И обе заржали тем бестолковым и радостным смехом, который можно было бы ожидать от Светкиных учеников, а не от двух теток, которым уже не слегка за… Отсмеявшись, подруга спросила, заранее строго сведя брови:

– Берем?

– Берем, – вздохнула Наташа. Смотрелись туфли действительно превосходно. – И как только ты на них ходишь?

– У меня другого выхода нет. Так я им хотя бы до плеча доставать буду, а без каблуков под мышкой проскакиваю, и никакой внушительности.

– С каких пор учителя обретают внушительность ростом? При чем тут внешность?

– Ну, знаешь, внешность тоже имеет значение. Это только кажется, что детей не волнует твой внешний вид и они приходят в класс лишь за знаниями.
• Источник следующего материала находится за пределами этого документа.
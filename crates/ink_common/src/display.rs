//! E-paper display abstraction.
//!
//! Production code drives a real panel through an [`EpdDriver`]
//! implementation; development machines use the built-in `mock` driver,
//! which writes each frame to a PNG instead of hardware. Test code uses
//! [`RecordingEpd`] and asserts on the recorded operation sequence.

use std::path::PathBuf;
use std::sync::{Arc, Mutex};

use async_trait::async_trait;
use image::imageops::FilterType;
use image::DynamicImage;
use tracing::{debug, info, warn};

use crate::error::FrameError;

/// One e-paper panel.
///
/// Refresh sequence is always prepare, clear, write, sleep; the panel is
/// put back to sleep after every frame to avoid burn-in. Implementations
/// may block for several seconds during `write` (full EPD refresh).
#[async_trait]
pub trait EpdDriver: Send {
    fn name(&self) -> &str;
    fn width(&self) -> u32;
    fn height(&self) -> u32;

    /// Wake the panel and run its init sequence.
    async fn prepare(&mut self) -> Result<(), FrameError>;

    /// Flush the panel to its blank state.
    async fn clear(&mut self) -> Result<(), FrameError>;

    /// Push one frame. The image is already sized to the panel.
    async fn write(&mut self, image: &DynamicImage) -> Result<(), FrameError>;

    /// Enter deep sleep between refreshes.
    async fn sleep(&mut self) -> Result<(), FrameError>;

    /// Release the panel. Called at most once.
    async fn close(&mut self) -> Result<(), FrameError>;
}

/// Driver names accepted by [`DisplayManager::open`].
pub fn list_supported() -> Vec<&'static str> {
    vec!["mock"]
}

fn load_driver(name: &str) -> Result<Box<dyn EpdDriver>, FrameError> {
    match name {
        "mock" => Ok(Box::new(MockEpd::new())),
        other => Err(FrameError::EpdNotFound(other.to_string())),
    }
}

// ============================================================================
// Mock driver
// ============================================================================

/// Hardware-free driver that renders frames to a PNG file.
///
/// Dimensions match a common 2.13" panel so layouts exercised against the
/// mock carry over to real hardware.
pub struct MockEpd {
    output: PathBuf,
}

impl MockEpd {
    pub const WIDTH: u32 = 250;
    pub const HEIGHT: u32 = 122;

    pub fn new() -> Self {
        Self {
            output: std::env::temp_dir().join("inkframe-frame.png"),
        }
    }

    /// Write frames to `path` instead of the temp dir.
    pub fn with_output(path: PathBuf) -> Self {
        Self { output: path }
    }
}

impl Default for MockEpd {
    fn default() -> Self {
        Self::new()
    }
}

#[async_trait]
impl EpdDriver for MockEpd {
    fn name(&self) -> &str {
        "mock"
    }

    fn width(&self) -> u32 {
        Self::WIDTH
    }

    fn height(&self) -> u32 {
        Self::HEIGHT
    }

    async fn prepare(&mut self) -> Result<(), FrameError> {
        debug!("mock EPD prepare");
        Ok(())
    }

    async fn clear(&mut self) -> Result<(), FrameError> {
        debug!("mock EPD clear");
        Ok(())
    }

    async fn write(&mut self, image: &DynamicImage) -> Result<(), FrameError> {
        // Monochrome like the real panel.
        image
            .to_luma8()
            .save(&self.output)
            .map_err(|e| FrameError::Display(format!("mock frame write: {}", e)))?;
        info!("mock EPD frame written to {}", self.output.display());
        Ok(())
    }

    async fn sleep(&mut self) -> Result<(), FrameError> {
        debug!("mock EPD sleep");
        Ok(())
    }

    async fn close(&mut self) -> Result<(), FrameError> {
        debug!("mock EPD close");
        Ok(())
    }
}

// ============================================================================
// Recording driver (testing)
// ============================================================================

/// Driver that records its operation sequence for assertions.
///
/// `ops()` hands out a shared log handle that stays valid after the driver
/// moves into a [`DisplayManager`].
pub struct RecordingEpd {
    ops: Arc<Mutex<Vec<String>>>,
    fail_writes: bool,
}

impl RecordingEpd {
    pub fn new() -> Self {
        Self {
            ops: Arc::new(Mutex::new(Vec::new())),
            fail_writes: false,
        }
    }

    /// Variant whose every `write` fails with a display error.
    pub fn failing_writes() -> Self {
        Self {
            ops: Arc::new(Mutex::new(Vec::new())),
            fail_writes: true,
        }
    }

    pub fn ops(&self) -> Arc<Mutex<Vec<String>>> {
        Arc::clone(&self.ops)
    }

    fn record(&self, op: &str) {
        self.ops.lock().unwrap().push(op.to_string());
    }
}

impl Default for RecordingEpd {
    fn default() -> Self {
        Self::new()
    }
}

/// Count occurrences of one operation in a recorded log handle.
pub fn op_count(ops: &Arc<Mutex<Vec<String>>>, op: &str) -> usize {
    ops.lock().unwrap().iter().filter(|o| *o == op).count()
}

#[async_trait]
impl EpdDriver for RecordingEpd {
    fn name(&self) -> &str {
        "recording"
    }

    fn width(&self) -> u32 {
        MockEpd::WIDTH
    }

    fn height(&self) -> u32 {
        MockEpd::HEIGHT
    }

    async fn prepare(&mut self) -> Result<(), FrameError> {
        self.record("prepare");
        Ok(())
    }

    async fn clear(&mut self) -> Result<(), FrameError> {
        self.record("clear");
        Ok(())
    }

    async fn write(&mut self, image: &DynamicImage) -> Result<(), FrameError> {
        self.record(&format!("write {}x{}", image.width(), image.height()));
        if self.fail_writes {
            return Err(FrameError::Display("recording driver set to fail".into()));
        }
        Ok(())
    }

    async fn sleep(&mut self) -> Result<(), FrameError> {
        self.record("sleep");
        Ok(())
    }

    async fn close(&mut self) -> Result<(), FrameError> {
        self.record("close");
        Ok(())
    }
}

// ============================================================================
// Display manager
// ============================================================================

/// Owns the panel for the life of the process.
///
/// `close` is idempotent and infallible so every exit path (normal, fatal
/// error, signal) can call it without caring whether another path already
/// did.
pub struct DisplayManager {
    driver: Option<Box<dyn EpdDriver>>,
}

impl DisplayManager {
    pub fn new() -> Self {
        Self { driver: None }
    }

    /// Manager over an already-constructed driver (tests, custom panels).
    pub fn with_driver(driver: Box<dyn EpdDriver>) -> Self {
        Self {
            driver: Some(driver),
        }
    }

    /// Load the named driver. Fails with `EpdNotFound` for unknown names.
    pub fn open(&mut self, name: &str) -> Result<(), FrameError> {
        if self.driver.is_some() {
            return Err(FrameError::Display("EPD driver already loaded".into()));
        }
        let driver = load_driver(name)?;
        info!(
            "EPD driver {} ready ({}x{})",
            driver.name(),
            driver.width(),
            driver.height()
        );
        self.driver = Some(driver);
        Ok(())
    }

    pub fn is_open(&self) -> bool {
        self.driver.is_some()
    }

    pub fn dimensions(&self) -> Option<(u32, u32)> {
        self.driver.as_ref().map(|d| (d.width(), d.height()))
    }

    /// Full refresh: resize to the panel, then prepare, clear, write, sleep.
    pub async fn render(&mut self, image: &DynamicImage) -> Result<(), FrameError> {
        let driver = self
            .driver
            .as_mut()
            .ok_or_else(|| FrameError::Display("no EPD driver loaded".into()))?;

        let frame = image.resize_exact(driver.width(), driver.height(), FilterType::Lanczos3);
        driver.prepare().await?;
        driver.clear().await?;
        driver.write(&frame).await?;
        driver.sleep().await?;
        debug!("display refresh complete");
        Ok(())
    }

    /// Release the panel. Safe to call from any exit path, any number of
    /// times; failures are logged, never propagated.
    pub async fn close(&mut self) {
        if let Some(mut driver) = self.driver.take() {
            if let Err(e) = driver.close().await {
                warn!("EPD close failed: {}", e);
            }
            info!("display closed");
        }
    }
}

impl Default for DisplayManager {
    fn default() -> Self {
        Self::new()
    }
}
– А они не за этим приходят?

– За этим. Только к тому, кто следит за собой и за своим, как они выражаются, «прикидом», идут охотнее.

– Бред какой-то.

– И вовсе не бред.

– Макаренко в косоворотке ходил.

– Тогда все в косоворотках ходили.

В этом Светка была права. Прошлое всегда хорошо тем, что во многом кажется удобнее настоящего. А как же иначе? Юность легче, воздушней и удобней старости. В юности Наташа не вылезала из джинсов, маек и кроссовок и чувствовала себя королевой красоты. Молодых людей тогда не интересовал шарм и элегантность. Ей было восемнадцать, и никакая одежда, даже холщовый мешок, не могли скрыть свежей, молодой плоти и нежного, очаровательного лица. А теперь для привлечения внимания надо выделяться, подыскивать нечто эдакое и еще неделю решаться выйти в этом «эдаком» в люди. Нет, с шарфом Светка тоже отлично придумала. Бижутерия или ювелирка на этих треугольниках потерялась бы, а широкий шелковый шарф тех же тонов, что и платье, – отличный акцент, притягивающий взор. Интересно, его притянется? Он, наверное, в очках. Да-да, наверняка. Ведь уже в шестнадцать начал щуриться. На контрольных все вставал из-за парты, к доске подходил поближе задания списывать. Учителя предлагали пересесть, а Ваня ни в какую. Ему нравилось его место на четвертой парте сразу за Наташей. Он так и говорил: «Когда скучно становится, я твою косу разглядываю, и душа отдыхает. Ни за что не пересяду, да и очки надевать неохота». Она спорила, утверждала, что «стекла ему пойдут, и вообще когда-нибудь надеть придется». Соглашался. Хотел непременно получить права, сесть за руль, и тогда, говорил, «от очков не отвертеться». Да, любопытно взглянуть на него усатого, очкастого и лысого. «Глупости! – Наташа сама себя одернула. – Если у собственного мужа проплешины, это вовсе не значит, что любой симпатичный тебе мужчина обязан в сорок лет быть обладателем залысин. Возможно, у него такая же густая шевелюра, как была. Это ты отрезала косу лет сто назад и раз пятьсот уже перекрашивала волосы, а Ваня вряд ли изменил прическу до неузнаваемости». Наверняка ее встретят те же зачесанные назад искусной волной пшеничные волосы, чуть топорщащиеся за ушами (он никогда не успевал вовремя подстричься).